Oud is an interesting note. It’s a resin that the agarwood tree produces when it develops a bacterial or fungal infection. Sounds appealing, right? But it has been used in fragrances in the Middle East and traditional medicine in Asia for centuries. It gives an earthy character that really sets off a rose fragrance. I make no claim that either of the scents I’m writing up here is a quintessential rose-oud perfume, as the oud is more subtle in both, but it’s a classic combination in Middle Eastern perfumery that has only become popular in the West in the past 5 years or so.

In one corner, wearing the gold cap and label, we have Armani Privé Rose d’Arabie, a 2010 release available in limited quantities at high-end department stores. The scent features notes of rose, oud, vanilla, and patchouli. It comes in a 100ml bottle for $290.

In the other, we have Jo Malone Velvet Rose and Oud Cologne Intense, also available at high-end department stores. Released in 2012, its notes are rose, oud, praline, and clove. It also comes in a 100ml bottle, retailing for $155.
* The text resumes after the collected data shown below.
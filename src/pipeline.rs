// 该文件是 Lumina （植光） 项目的一部分。
// src/pipeline.rs - 检测、标注与推荐流程
//
// 本文件根据 Apache 许可证第 2.0 版（以下简称“许可证”）授权使用；
// 除非遵守该许可证条款，否则您不得使用本文件。
// 您可通过以下网址获取许可证副本：
// http://www.apache.org/licenses/LICENSE-2.0
// 除非适用法律要求或书面同意，根据本许可协议分发的软件均按“原样”提供，
// 不附带任何形式的明示或暗示的保证或条件。
// 有关许可权限与限制的具体条款，请参阅本许可协议。
//
// Copyright (C) 2026 Johann Li <me@qinka.pro>, Wareless Group

use image::RgbImage;
use serde::Serialize;
use thiserror::Error;
use tracing::{debug, info};

use crate::{
  annotate::Annotator,
  detection::{BoundingBox, Detection},
  label::LabelMap,
  model::{DetectResult, Detector},
  plant::PlantType,
  recommend::{DeviceConfig, RecommendationTable},
};

pub const DEFAULT_CONFIDENCE: f32 = 0.25;

#[derive(Error, Debug)]
pub enum PipelineError<E: std::error::Error + 'static> {
  #[error("模型推理错误: {0}")]
  Detector(#[source] E),
}

/// 一个检测结果及其推荐配置（可能没有）
#[derive(Debug, Clone, PartialEq, Serialize)]
pub struct Finding {
  pub detection: Detection,
  pub recommendation: Option<DeviceConfig>,
}

#[derive(Debug, Clone)]
pub struct Report {
  pub plant: PlantType,
  pub findings: Vec<Finding>,
  pub annotated: RgbImage,
}

impl Report {
  pub fn detections(&self) -> impl Iterator<Item = &Detection> {
    self.findings.iter().map(|finding| &finding.detection)
  }
}

/// 流程只持有不可变状态，每次 `run` 相互独立
pub struct Pipeline<D> {
  detector: D,
  labels: LabelMap,
  table: RecommendationTable,
  annotator: Annotator,
  confidence: f32,
}

impl<D> Pipeline<D>
where
  D: Detector,
  D::Error: std::error::Error + 'static,
{
  pub fn new(
    detector: D,
    labels: LabelMap,
    table: RecommendationTable,
    annotator: Annotator,
  ) -> Self {
    Self {
      detector,
      labels,
      table,
      annotator,
      confidence: DEFAULT_CONFIDENCE,
    }
  }

  pub fn with_confidence(mut self, confidence: f32) -> Self {
    self.confidence = confidence;
    self
  }

  pub fn confidence(&self) -> f32 {
    self.confidence
  }

  pub fn annotator(&self) -> &Annotator {
    &self.annotator
  }

  pub fn run(
    &self,
    original: &RgbImage,
    plant: PlantType,
  ) -> Result<Report, PipelineError<D::Error>> {
    info!(
      "开始检测: 品种 {}, 图像 {}x{}",
      plant,
      original.width(),
      original.height()
    );

    let input = plant.preprocess().apply(original);

    let now = std::time::Instant::now();
    let raw = self
      .detector
      .detect(&input, self.confidence)
      .map_err(PipelineError::Detector)?;
    info!("推理完成，耗时: {:.2?}, 检测到 {} 个目标", now.elapsed(), raw.len());

    let detections = self.normalize(&raw);
    let annotated = self.annotator.annotate(original, &detections);

    let findings: Vec<Finding> = detections
      .into_iter()
      .map(|detection| {
        let recommendation = self.table.resolve(plant.as_str(), &detection.label).cloned();
        if recommendation.is_none() {
          debug!("{} / {} 没有推荐配置", plant, detection.label);
        }
        Finding {
          detection,
          recommendation,
        }
      })
      .collect();

    Ok(Report {
      plant,
      findings,
      annotated,
    })
  }

  /// 保持模型输出顺序，不丢弃任何结果
  pub fn normalize(&self, raw: &DetectResult) -> Vec<Detection> {
    raw
      .items
      .iter()
      .map(|item| {
        let raw_label = raw.class_name(item.class_id);
        let label = self.labels.normalize(&raw_label);
        Detection {
          bbox: BoundingBox::from_xyxy(item.bbox),
          confidence: item.score,
          raw_label,
          label,
        }
      })
      .collect()
  }
}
At the opening, they’re almost identical, with the rose dominating and the oud very mild, just keeping the rose from being too sweet. As the scents dry down, however, Velvet Rose and Oud stays sweet from the praline note, with the clove coming in to give it some warmth. With Rose d’Arabie, however, the oud and the patchouli collide to make an earthy, almost sharp kind of smell that I don’t particularly like, with the vanilla almost entirely disappearing until late in the drydown. Once the vanilla comes back in, I enjoyed it, but I wish it hadn’t been overpowered by the patchouli.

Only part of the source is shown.